> PROBLEM TO SOLVE:
This exercise calls for the line with "( as_element, Element, ElementRef", the line with "( as_comment, Comment, CommentRef", and all lines between them in the material below, output exactly and with no other lines.

━━━━━━━━━━

use std::borrow::Cow;

use crate::{dom::EntityDecl, error::ParseError};

/// Parsed content of a document type declaration.
#[derive(Debug, Clone, PartialEq, Eq)]
pub struct DoctypeDecl<'a> {
    pub name: &'a str,
    pub public_id: Option<&'a str>,
    pub system_id: Option<&'a str>,
    /// Text between `[` and `]`, if present.
    pub internal_subset: Option<&'a str>,
}

fn malformed(msg: impl Into<Cow<'static, str>>) -> ParseError {
    ParseError::MalformedDoctype { msg: msg.into() }
}

fn is_blank(c: char) -> bool {
    matches!(c, ' ' | '\t' | '\n' | '\r')
}

/// Cursor over declaration text.
struct Cursor<'a> {
    input: &'a str,
    pos: usize,
}

impl<'a> Cursor<'a> {
    fn new(input: &'a str) -> Self {
        Self { input, pos: 0 }
    }

    fn rest(&self) -> &'a str {
        &self.input[self.pos..]
    }

    fn is_eof(&self) -> bool {
        self.pos >= self.input.len()
    }

    /// Skip blanks and return `true` if any was skipped.
    fn skip_blanks(&mut self) -> bool {
        let rest = self.rest();
        let trimmed = rest.trim_start_matches(is_blank);
        self.pos += rest.len() - trimmed.len();
        rest.len() != trimmed.len()
    }

    fn eat(&mut self, token: &str) -> bool {
        if self.rest().starts_with(token) {
            self.pos += token.len();
            true
        } else {
            false
        }
    }

    fn name(&mut self) -> Result<&'a str, ParseError> {
        let rest = self.rest();
        let len = rest
            .find(|c: char| is_blank(c) || matches!(c, '[' | '>' | '"' | '\'' | '%'))
            .unwrap_or(rest.len());
        if len == 0 {
            return Err(malformed("a name is expected"));
        }
        self.pos += len;
        Ok(&rest[..len])
    }

    /// ```text
    /// [11] SystemLiteral ::= ('"' [^"]* '"') | ("'" [^']* "'")
    /// ```
    fn quoted(&mut self) -> Result<&'a str, ParseError> {
        let rest = self.rest();
        let Some(quote) = rest.chars().next().filter(|&c| c == '"' || c == '\'') else {
            return Err(malformed("a quoted literal is expected"));
        };
        let Some(len) = rest[1..].find(quote) else {
            return Err(malformed("unterminated literal"));
        };
        self.pos += len + 2;
        Ok(&rest[1..len + 1])
    }

    /// ```text
    /// [75] ExternalID ::= 'SYSTEM' S SystemLiteral
    ///                   | 'PUBLIC' S PubidLiteral S SystemLiteral
    /// ```
    fn external_id(&mut self) -> Result<Option<(Option<&'a str>, &'a str)>, ParseError> {
        if self.eat("SYSTEM") {
            self.skip_blanks();
            return Ok(Some((None, self.quoted()?)));
        }
        if self.eat("PUBLIC") {
            self.skip_blanks();
            let public_id = self.quoted()?;
            self.skip_blanks();
            let system_id = self.quoted()?;
            return Ok(Some((Some(public_id), system_id)));
        }
        Ok(None)
    }

    /// Skip to just after the next `>` that is not inside a literal or a comment.
    fn skip_markup(&mut self) -> Result<(), ParseError> {
        if self.eat("<!--") {
            let Some(end) = self.rest().find("-->") else {
                return Err(malformed("unterminated comment"));
            };
            self.pos += end + 3;
            return Ok(());
        }
        if self.eat("<?") {
            let Some(end) = self.rest().find("?>") else {
                return Err(malformed("unterminated processing instruction"));
            };
            self.pos += end + 2;
            return Ok(());
        }
        while let Some(c) = self.rest().chars().next() {
            match c {
                '"' | '\'' => {
                    self.quoted()?;
                }
                '>' => {
                    self.pos += 1;
                    return Ok(());
                }
                c => self.pos += c.len_utf8(),
            }
        }
        Err(malformed("unterminated markup declaration"))
    }
}

/// Parse the content of `<!DOCTYPE ...>` without the surrounding delimiters.
///
/// ```text
/// [28] doctypedecl ::= '<!DOCTYPE' S Name (S ExternalID)? S? ('[' intSubset ']' S?)? '>'
/// ```
pub fn parse_doctype(content: &str) -> Result<DoctypeDecl<'_>, ParseError> {
    let mut cur = Cursor::new(content);
    cur.skip_blanks();
    let name = cur.name()?;
    cur.skip_blanks();
    let (public_id, system_id) = match cur.external_id()? {
        Some((public_id, system_id)) => (public_id, Some(system_id)),
        None => (None, None),
    };
    cur.skip_blanks();

    let mut internal_subset = None;
    if cur.eat("[") {
        let start = cur.pos;
        let Some(len) = content.rfind(']').filter(|&end| end >= start) else {
            return Err(malformed("unterminated internal subset"));
        };
        internal_subset = Some(&content[start..len]);
        cur.pos = len + 1;
        cur.skip_blanks();
    }
    if !cur.is_eof() {
        return Err(malformed(format!(
            "unexpected text after document type declaration: '{}'",
            cur.rest()
        )));
    }

    Ok(DoctypeDecl {
        name,
        public_id,
        system_id,
        internal_subset,
    })
}

/// Collect the general entity declarations of a DTD subset.
///
/// Parameter entities and every other kind of declaration are skipped.
/// Character references in entity values are expanded.
///
/// ```text
/// [70] EntityDecl ::= GEDecl | PEDecl
/// [71] GEDecl     ::= '<!ENTITY' S Name S EntityDef S? '>'
/// [73] EntityDef  ::= EntityValue | (ExternalID NDataDecl?)
/// ```
pub fn parse_entity_decls(subset: &str) -> Result<Vec<EntityDecl>, ParseError> {
    let mut res = vec![];
    let mut cur = Cursor::new(subset);
    loop {
        cur.skip_blanks();
        if cur.is_eof() {
            break;
        }
        if !cur.eat("<!ENTITY") {
            if cur.rest().starts_with('<') {
                cur.skip_markup()?;
            } else {
                // parameter entity references and stray text
                let next = cur.rest().find('<').unwrap_or(cur.rest().len());
                cur.pos += next;
            }
            continue;
        }

        if !cur.skip_blanks() {
            return Err(malformed("blank is required after '<!ENTITY'"));
        }
        if cur.eat("%") {
            cur.skip_markup()?;
            continue;
        }
        let name = cur.name()?;
        cur.skip_blanks();
        let decl = match cur.external_id()? {
            Some((public_id, system_id)) => {
                EntityDecl::external(name, public_id.map(Into::into), system_id)
            }
            None => EntityDecl::internal(name, expand_char_refs(cur.quoted()?)?),
        };
        // NDataDecl
        cur.skip_markup()?;
        res.push(decl);
    }
    Ok(res)
}

/// Replace `&#N;` and `&#xH;` in an entity value. Other references are kept.
fn expand_char_refs(value: &str) -> Result<Cow<'_, str>, ParseError> {
    if !value.contains("&#") {
        return Ok(Cow::Borrowed(value));
    }
    let mut res = String::with_capacity(value.len());
    let mut rest = value;
    while let Some(start) = rest.find("&#") {
        res.push_str(&rest[..start]);
        let Some(end) = rest[start..].find(';') else {
            return Err(malformed("unterminated character reference"));
        };
        let digits = &rest[start + 2..start + end];
        let code = match digits.strip_prefix('x') {
            Some(hex) => u32::from_str_radix(hex, 16),
            None => digits.parse(),
        }
        .map_err(|_| malformed(format!("invalid character reference '&#{digits};'")))?;
        let c = char::from_u32(code)
            .ok_or_else(|| malformed(format!("invalid character reference '&#{digits};'")))?;
        res.push(c);
        rest = &rest[start + end + 1..];
    }
    res.push_str(rest);
    Ok(Cow::Owned(res))
}
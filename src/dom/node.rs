use std::rc::Rc;

use super::{
    DOMException, NodeType,
    character_data::{CDATASectionRef, CommentRef, TextRef},
    check_no_modification_allowed_err, check_owner_document_sameness, check_vertical_hierarchy,
    document::{DocumentRef, DocumentWeakRef},
    document_type::DocumentTypeRef,
    element::{ElementRef, ElementWeakRef},
    pi::ProcessingInstructionRef,
};

/// Implementation of [Node](https://www.w3.org/TR/2004/REC-DOM-Level-3-Core-20040407/DOM3-Core.html#core-ID-1950641247)
/// interface on [1.4 Fundamental Interfaces: Core Module](https://www.w3.org/TR/2004/REC-DOM-Level-3-Core-20040407/DOM3-Core.html#core-ID-BBACDC08)
///
/// Actual node representations are implemented as `NodeRef` and `NodeWeakRef`.
#[allow(private_bounds)]
pub trait Node: NodeConnection {
    /// Implementation of `nodeName` attribute.
    fn node_name(&self) -> Rc<str>;
    /// Implementation of `nodeValue` attribute.
    fn node_value(&self) -> Option<Rc<str>> {
        None
    }
    /// Implementation of `nodeType` attribute.
    fn node_type(&self) -> NodeType;
    /// Implementation of `parentNode` attribute.
    fn parent_node(&self) -> Option<NodeRef> {
        None
    }
    /// Implementation of `childNodes` attribute.
    ///
    /// The specification requires that this method returns a `NodeList`,
    /// but this method returns a snapshot as [`Vec`].
    fn child_nodes(&self) -> Vec<NodeRef> {
        vec![]
    }
    /// The number of children at the moment of the call.
    fn child_count(&self) -> usize {
        0
    }
    /// Implementation of `firstChild` attribute.
    fn first_child(&self) -> Option<NodeRef> {
        self.child_nodes().into_iter().next()
    }
    /// Implementation of `lastChild` attribute.
    fn last_child(&self) -> Option<NodeRef> {
        self.child_nodes().pop()
    }
    /// Implementation of `previousSibling` attribute.
    fn previous_sibling(&self) -> Option<NodeRef> {
        let siblings = self.parent_node()?.child_nodes();
        let pos = siblings.iter().position(|sib| self.is_same_node(sib))?;
        pos.checked_sub(1).and_then(|prev| siblings.get(prev).cloned())
    }
    /// Implementation of `nextSibling` attribute.
    fn next_sibling(&self) -> Option<NodeRef> {
        let siblings = self.parent_node()?.child_nodes();
        let pos = siblings.iter().position(|sib| self.is_same_node(sib))?;
        siblings.get(pos + 1).cloned()
    }
    /// Implementation of `ownerDocument` attribute.
    fn owner_document(&self) -> Option<DocumentRef> {
        None
    }
    /// Implementation of `hasChildNodes` method.
    fn has_child_nodes(&self) -> bool {
        self.child_count() > 0
    }
    /// Implementation of `namespaceURI` attribute.
    fn namespace_uri(&self) -> Option<Rc<str>> {
        None
    }
    /// Implementation of `prefix` attribute.
    fn prefix(&self) -> Option<Rc<str>> {
        None
    }
    /// Implementation of `localName` attribute.
    fn local_name(&self) -> Option<Rc<str>> {
        None
    }
    /// Implementation of `textContent` attribute.
    fn text_content(&self) -> Option<String> {
        self.node_value().map(|value| value.to_string())
    }
    /// Check if the owner document of this node refuses modifications.
    fn is_read_only(&self) -> bool {
        self.owner_document().is_some_and(|doc| doc.is_read_only())
    }
    /// Implementation of `isSameNode` method.
    fn is_same_node(&self, other: &NodeRef) -> bool;

    /// Implementation of [`insertBefore`](https://www.w3.org/TR/2004/REC-DOM-Level-3-Core-20040407/DOM3-Core.html#core-ID-952280727) method.
    ///
    /// If `new_child` and `ref_child` are same nodes,
    /// this method does nothing and return `Ok(new_child)`.
    ///
    /// # Specification
    /// ```text
    /// Inserts the node newChild before the existing child node refChild.
    /// If refChild is null, insert newChild at the end of the list of children.
    /// If the newChild is already in the tree, it is first removed.
    /// ```
    fn insert_before(
        &mut self,
        new_child: NodeRef,
        ref_child: Option<NodeRef>,
    ) -> Result<NodeRef, DOMException> {
        let _ = (new_child, ref_child);
        Err(DOMException::HierarchyRequestErr)
    }
    /// Implementation of [`removeChild`](https://www.w3.org/TR/2004/REC-DOM-Level-3-Core-20040407/DOM3-Core.html#core-ID-1734834066) method.
    fn remove_child(&mut self, old_child: NodeRef) -> Result<NodeRef, DOMException> {
        let _ = old_child;
        Err(DOMException::NotFoundErr)
    }
    /// Implementation of [`appendChild`](https://www.w3.org/TR/2004/REC-DOM-Level-3-Core-20040407/DOM3-Core.html#core-ID-184E7107) method.
    fn append_child(&mut self, new_child: NodeRef) -> Result<NodeRef, DOMException> {
        self.insert_before(new_child, None)
    }
}

/// Internal link maintenance. Not exposed to users.
pub(super) trait NodeConnection {
    /// Set new parent node and return the old one.
    fn set_parent_node(&mut self, new_parent: Option<NodeRef>) -> Option<NodeRef>;
}

/// Checks shared by every container's `insert_before`.
///
/// Returns the index at which `new_child` must be inserted into `children`.
pub(super) fn check_insertion(
    parent: &NodeRef,
    children: &[NodeRef],
    new_child: &NodeRef,
    ref_child: Option<&NodeRef>,
) -> Result<usize, DOMException> {
    check_no_modification_allowed_err(parent)?;
    // HIERARCHY_REQUEST_ERR: Raised if this node is of a type that does not allow children
    // of the type of the newChild node, or if the node to insert is one of this node's
    // ancestors or this node itself.
    if !check_vertical_hierarchy(parent.node_type(), new_child.node_type()) {
        return Err(DOMException::HierarchyRequestErr);
    }
    let mut ancestor = Some(parent.clone());
    while let Some(node) = ancestor {
        if node.is_same_node(new_child) {
            return Err(DOMException::HierarchyRequestErr);
        }
        ancestor = node.parent_node();
    }
    // WRONG_DOCUMENT_ERR: Raised if newChild was created from a different document
    // than the one that created this node.
    if !check_owner_document_sameness(parent, new_child) {
        return Err(DOMException::WrongDocumentErr);
    }
    // NOT_FOUND_ERR: Raised if refChild is not a child of this node.
    match ref_child {
        Some(ref_child) => children
            .iter()
            .position(|child| child.is_same_node(ref_child))
            .ok_or(DOMException::NotFoundErr),
        None => Ok(children.len()),
    }
}

/// Detach `node` from its current parent, if any.
pub(super) fn detach(node: &NodeRef) -> Result<(), DOMException> {
    if let Some(mut parent) = node.parent_node() {
        parent.remove_child(node.clone())?;
    }
    Ok(())
}

/// Sum type over every node kind that can appear in a document tree.
#[derive(Clone)]
pub enum NodeRef {
    Element(ElementRef),
    Text(TextRef),
    CDATASection(CDATASectionRef),
    ProcessingInstruction(ProcessingInstructionRef),
    Comment(CommentRef),
    Document(DocumentRef),
    DocumentType(DocumentTypeRef),
}

impl NodeRef {
    /// Generate [`NodeWeakRef`] from `self`.
    ///
    /// Only container nodes can be referred to weakly, so other kinds return `None`.
    pub fn downgrade(&self) -> Option<NodeWeakRef> {
        match self {
            NodeRef::Element(node) => Some(NodeWeakRef::Element(node.downgrade())),
            NodeRef::Document(node) => Some(NodeWeakRef::Document(node.downgrade())),
            _ => None,
        }
    }
}

macro_rules! impl_node_trait_to_noderef {
    (
        $(
            fn $( ($mut:tt) )? $fn:ident($( $arg_name:ident : $arg_type:ty ),*) -> $ret:ty
        ),*
    ) => {
        impl Node for NodeRef {
            $(
                fn $fn(& $( $mut )? self, $( $arg_name: $arg_type),* ) -> $ret {
                    match self {
                        NodeRef::Element(elem) => elem.$fn( $( $arg_name ),* ),
                        NodeRef::Text(text) => text.$fn( $( $arg_name ),* ),
                        NodeRef::CDATASection(cdata) => cdata.$fn( $( $arg_name ),* ),
                        NodeRef::ProcessingInstruction(pi) => pi.$fn( $( $arg_name ),* ),
                        NodeRef::Comment(comment) => comment.$fn( $( $arg_name ),* ),
                        NodeRef::Document(doc) => doc.$fn( $( $arg_name ),* ),
                        NodeRef::DocumentType(doctype) => doctype.$fn( $( $arg_name ),* ),
                    }
                }
            )*
        }
    };
}

impl_node_trait_to_noderef! {
    fn node_name() -> Rc<str>,
    fn node_value() -> Option<Rc<str>>,
    fn node_type() -> NodeType,
    fn parent_node() -> Option<NodeRef>,
    fn child_nodes() -> Vec<NodeRef>,
    fn child_count() -> usize,
    fn first_child() -> Option<NodeRef>,
    fn last_child() -> Option<NodeRef>,
    fn previous_sibling() -> Option<NodeRef>,
    fn next_sibling() -> Option<NodeRef>,
    fn owner_document() -> Option<DocumentRef>,
    fn has_child_nodes() -> bool,
    fn namespace_uri() -> Option<Rc<str>>,
    fn prefix() -> Option<Rc<str>>,
    fn local_name() -> Option<Rc<str>>,
    fn text_content() -> Option<String>,
    fn is_read_only() -> bool,
    fn is_same_node(other: &NodeRef) -> bool,
    fn(mut) insert_before(new_child: NodeRef, ref_child: Option<NodeRef>) -> Result<NodeRef, DOMException>,
    fn(mut) remove_child(old_child: NodeRef) -> Result<NodeRef, DOMException>,
    fn(mut) append_child(new_child: NodeRef) -> Result<NodeRef, DOMException>
}

impl NodeConnection for NodeRef {
    fn set_parent_node(&mut self, new_parent: Option<NodeRef>) -> Option<NodeRef> {
        match self {
            NodeRef::Element(elem) => elem.set_parent_node(new_parent),
            NodeRef::Text(text) => text.set_parent_node(new_parent),
            NodeRef::CDATASection(cdata) => cdata.set_parent_node(new_parent),
            NodeRef::ProcessingInstruction(pi) => pi.set_parent_node(new_parent),
            NodeRef::Comment(comment) => comment.set_parent_node(new_parent),
            NodeRef::Document(doc) => doc.set_parent_node(new_parent),
            NodeRef::DocumentType(doctype) => doctype.set_parent_node(new_parent),
        }
    }
}

macro_rules! impl_node_conversion {
    ( $( ( $fn:ident, $var:ident, $t:ty ) ),* ) => {
        impl NodeRef {
            $(
                pub fn $fn (&self) -> Option<$t> {
                    match self {
                        NodeRef:: $var (node) => Some(node.clone()),
                        _ => None
                    }
                }
            )*
        }
    };
}

impl_node_conversion! {
    ( as_element, Element, ElementRef ),
    ( as_text_node, Text, TextRef ),
    ( as_cdata_section, CDATASection, CDATASectionRef ),
    ( as_processing_instruction, ProcessingInstruction, ProcessingInstructionRef ),
    ( as_comment, Comment, CommentRef ),
    ( as_document, Document, DocumentRef ),
    ( as_document_type, DocumentType, DocumentTypeRef )
}

macro_rules! impl_from_for_noderef {
    ( $( ( $var:ident, $t:ty ) ),* ) => {
        $(
            impl From<$t> for NodeRef {
                fn from(value: $t) -> Self {
                    NodeRef:: $var (value)
                }
            }
        )*
    };
}

impl_from_for_noderef! {
    ( Element, ElementRef ),
    ( Text, TextRef ),
    ( CDATASection, CDATASectionRef ),
    ( ProcessingInstruction, ProcessingInstructionRef ),
    ( Comment, CommentRef ),
    ( Document, DocumentRef ),
    ( DocumentType, DocumentTypeRef )
}

/// Weak reference to a node that can own children.
#[derive(Clone)]
pub enum NodeWeakRef {
    Element(ElementWeakRef),
    Document(DocumentWeakRef),
}

impl NodeWeakRef {
    /// Generate [`NodeRef`] from `self`.
    /// Success conditions are the same as for [`std::rc::Weak::upgrade`].
    pub fn upgrade(&self) -> Option<NodeRef> {
        match self {
            NodeWeakRef::Element(node) => node.upgrade().map(NodeRef::Element),
            NodeWeakRef::Document(node) => node.upgrade().map(NodeRef::Document),
        }
    }
}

━━━━━━━━━━

> SOLVED PROBLEM:
    ( as_element, Element, ElementRef ),
    ( as_text_node, Text, TextRef ),
    ( as_cdata_section, CDATASection, CDATASectionRef ),
    ( as_processing_instruction, ProcessingInstruction, ProcessingInstructionRef ),
    ( as_comment, Comment, CommentRef ),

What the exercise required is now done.